Last year, a much-needed expansion to the definition of “conflict” diamonds from just “rough stones used by rebel movements to fund wars against legitimate governments” to include “diamond-related violence in rough diamond-producing and -trading areas” failed to pass after the United States, then KP chair, spent a whole year pushing for it.
It’s a change that’s much needed as violence in Africa has shifted from rebel groups fighting legitimate governments to governments perpetrating violence against their own people.
On Monday, I attended a panel discussion at the JA New York Summer Show on the good that diamonds can do for the communities where they are mined. The discussion included a special appearance by Jose Fernandez, the U.S. assistant secretary of state for economic, energy and business affairs.

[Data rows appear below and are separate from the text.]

//! Hop count of received packets from ancillary data (`IP_RECVTTL` / `IPV6_RECVHOPLIMIT`).
//!
//! Used where the kernel hands out the ICMP message without its IP header: datagram
//! sockets of both families and raw IPv6 sockets.

use crate::icmp::{AddressFamily, Ttl};
use std::io;
use std::net::IpAddr;

#[cfg(target_os = "linux")]
mod imp {
    use super::{AddressFamily, IpAddr, Ttl};
    use std::os::unix::io::AsRawFd;
    use std::{io, mem, ptr};

    // Room for one cmsghdr carrying an int, with generous slack. u64 keeps it aligned.
    const CONTROL_WORDS: usize = 16;

    pub(super) fn enable(socket: &socket2::Socket, family: AddressFamily) -> io::Result<()> {
        let (level, name) = match family {
            AddressFamily::V4 => (libc::IPPROTO_IP, libc::IP_RECVTTL),
            AddressFamily::V6 => (libc::IPPROTO_IPV6, libc::IPV6_RECVHOPLIMIT),
        };
        let enable: libc::c_int = 1;
        // Safety: the option value points to a live c_int of the length passed.
        let result = unsafe {
            libc::setsockopt(
                socket.as_raw_fd(),
                level,
                name,
                ptr::addr_of!(enable).cast::<libc::c_void>(),
                mem::size_of::<libc::c_int>() as libc::socklen_t,
            )
        };
        if result < 0 {
            return Err(io::Error::last_os_error());
        }
        Ok(())
    }

    #[allow(clippy::cast_possible_truncation)] // socklen_t and controllen fit the small buffers
    #[allow(clippy::cast_sign_loss)] // n_bytes is checked to be non-negative
    pub(super) fn recv(socket: &socket2::Socket, buf: &mut [u8]) -> io::Result<(usize, IpAddr, Option<Ttl>)> {
        // Safety: all-zero is a valid sockaddr_storage and msghdr.
        let mut storage: libc::sockaddr_storage = unsafe { mem::zeroed() };
        let mut control = [0u64; CONTROL_WORDS];
        let mut iov = libc::iovec { iov_base: buf.as_mut_ptr().cast::<libc::c_void>(), iov_len: buf.len() };
        let mut msg: libc::msghdr = unsafe { mem::zeroed() };
        msg.msg_name = ptr::addr_of_mut!(storage).cast::<libc::c_void>();
        msg.msg_namelen = mem::size_of::<libc::sockaddr_storage>() as libc::socklen_t;
        msg.msg_iov = ptr::addr_of_mut!(iov);
        msg.msg_iovlen = 1;
        msg.msg_control = control.as_mut_ptr().cast::<libc::c_void>();
        msg.msg_controllen = mem::size_of_val(&control) as _;

        // Safety: every pointer in msg refers to a buffer owned by this frame, sized as stated.
        let n_bytes = unsafe { libc::recvmsg(socket.as_raw_fd(), &mut msg, 0) };
        if n_bytes < 0 {
            return Err(io::Error::last_os_error());
        }

        // Safety: the kernel filled `storage` and reported its length in msg_namelen.
        let sock_addr = unsafe { socket2::SockAddr::new(storage, msg.msg_namelen) };
        let ip_addr = sock_addr
            .as_socket()
            .map(|addr| addr.ip())
            .ok_or_else(|| io::Error::new(io::ErrorKind::InvalidData, "error in extracting IP address from SockAddr"))?;

        Ok((n_bytes as usize, ip_addr, hop_limit(&msg)))
    }

    fn hop_limit(msg: &libc::msghdr) -> Option<Ttl> {
        let mut ttl = None;
        // Safety: msg was filled by recvmsg, the CMSG_* macros stay within msg_control.
        unsafe {
            let mut cmsg = libc::CMSG_FIRSTHDR(msg);
            while !cmsg.is_null() {
                let header = &*cmsg;
                let is_hop_limit = (header.cmsg_level == libc::IPPROTO_IP && header.cmsg_type == libc::IP_TTL)
                    || (header.cmsg_level == libc::IPPROTO_IPV6 && header.cmsg_type == libc::IPV6_HOPLIMIT);
                if is_hop_limit {
                    let value = ptr::read_unaligned(libc::CMSG_DATA(cmsg).cast::<libc::c_int>());
                    ttl = u8::try_from(value).ok().map(Ttl);
                }
                cmsg = libc::CMSG_NXTHDR(msg, cmsg);
            }
        }
        ttl
    }
}

#[cfg(not(target_os = "linux"))]
mod imp {
    use super::{AddressFamily, IpAddr, Ttl};
    use std::io;

    pub(super) fn enable(_socket: &socket2::Socket, _family: AddressFamily) -> io::Result<()> {
        Ok(())
    }

    pub(super) fn recv(socket: &socket2::Socket, buf: &mut [u8]) -> io::Result<(usize, IpAddr, Option<Ttl>)> {
        let (n_bytes, ip_addr) = super::super::recv_with_addr(socket, buf)?;
        Ok((n_bytes, ip_addr, None))
    }
}

/// Asks the kernel to attach the hop count to every packet read from `socket`.
pub(super) fn enable(socket: &socket2::Socket, family: AddressFamily) -> io::Result<()> {
    imp::enable(socket, family)
}

/// Reads one packet together with its hop count, if the kernel attached one.
pub(super) fn recv(socket: &socket2::Socket, buf: &mut [u8]) -> io::Result<(usize, IpAddr, Option<Ttl>)> {
    imp::recv(socket, buf)
}

#[cfg(all(test, target_os = "linux"))]
mod tests {
    use super::*;
    use socket2::{Domain, Protocol, Socket, Type};
    use std::net::{Ipv4Addr, SocketAddr};
    use std::time::Duration;

    // UDP on loopback needs no privileges and goes through the same cmsg path.
    #[test]
    fn recv_reports_ttl_of_loopback_datagram() {
        let receiver = Socket::new(Domain::IPV4, Type::DGRAM, Some(Protocol::UDP)).unwrap();
        receiver.bind(&SocketAddr::new(IpAddr::V4(Ipv4Addr::LOCALHOST), 0).into()).unwrap();
        receiver.set_read_timeout(Some(Duration::from_secs(1))).unwrap();
        enable(&receiver, AddressFamily::V4).unwrap();
        let sender = Socket::new(Domain::IPV4, Type::DGRAM, Some(Protocol::UDP)).unwrap();
        sender.set_ttl(42).unwrap();

        sender.send_to(b"hop", &receiver.local_addr().unwrap()).unwrap();
        let mut buf = [0u8; 16];
        let (n_bytes, ip_addr, ttl) = recv(&receiver, &mut buf).unwrap();

        assert_eq!(b"hop", &buf[..n_bytes]);
        assert_eq!(IpAddr::V4(Ipv4Addr::LOCALHOST), ip_addr);
        assert_eq!(Some(Ttl(42)), ttl);
    }

    #[test]
    fn recv_without_enable_reports_no_ttl() {
        let receiver = Socket::new(Domain::IPV4, Type::DGRAM, Some(Protocol::UDP)).unwrap();
        receiver.bind(&SocketAddr::new(IpAddr::V4(Ipv4Addr::LOCALHOST), 0).into()).unwrap();
        receiver.set_read_timeout(Some(Duration::from_secs(1))).unwrap();
        let sender = Socket::new(Domain::IPV4, Type::DGRAM, Some(Protocol::UDP)).unwrap();

        sender.send_to(b"x", &receiver.local_addr().unwrap()).unwrap();
        let mut buf = [0u8; 16];
        let (_, _, ttl) = recv(&receiver, &mut buf).unwrap();

        assert_eq!(None, ttl);
    }

    #[test]
    fn recv_times_out_like_recv_from() {
        let receiver = Socket::new(Domain::IPV4, Type::DGRAM, Some(Protocol::UDP)).unwrap();
        receiver.bind(&SocketAddr::new(IpAddr::V4(Ipv4Addr::LOCALHOST), 0).into()).unwrap();
        receiver.set_read_timeout(Some(Duration::from_millis(10))).unwrap();
        enable(&receiver, AddressFamily::V4).unwrap();

        let mut buf = [0u8; 16];
        let kind = recv(&receiver, &mut buf).unwrap_err().kind();

        assert!(matches!(kind, io::ErrorKind::WouldBlock | io::ErrorKind::TimedOut));
    }
}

Fernandez said he is “hopeful” an expanded definition for conflict diamond will pass this year during the chairmanship of South Africa. The proposal has received a “good reaction” from a number of countries, he said. After the panel, I pressed him for more information. Is he 50 percent sure a new definition will pass? Less sure than that? More?
Fernandez refused to quantify his level of assuredness and would only say that he’s “never been a betting man.”
At that hopeful remark, panelist Martin Rapaport made a face from the stage that can best, and most politely, be described as doubtful. He later said that the KP “will cure cancer” before its members agree on expanding the definition of conflict.
Though I can’t verify this for lack of a hand mirror, I would imagine I had a similarly skeptical look on my face.
The KP is an entity that was created for a specific purpose 10 years ago. It has, without a doubt, enjoyed success in doing what it was created to do: stem the flow of so-called blood diamonds that funded the conflicts taking place at that time.
Now the political situation is different, but the process isn’t. It, in Fernandez’s words, has “outlived” its origins.
But, one piece of the KP remains the same: it takes a complete consensus to get anything passed. This is a roadblock to any substantive change.
Here’s one example of one KP member that doesn’t seem likely to vote to broaden the definition of conflict: Just a little over a month ago, a representative of the United Arab Emirates said publicly that members of the KP should let it do what it was construed to do from the outset, and that the judgment of human rights violations should be left up to other institutions.
I know this is just one snippet from the speech of one person, but I am certain he is not the only influencer that feels this way. And, remember, one is all it takes.
I’ve never been a betting woman, but I would wager that I’m not wrong about this. Hopefully, I am.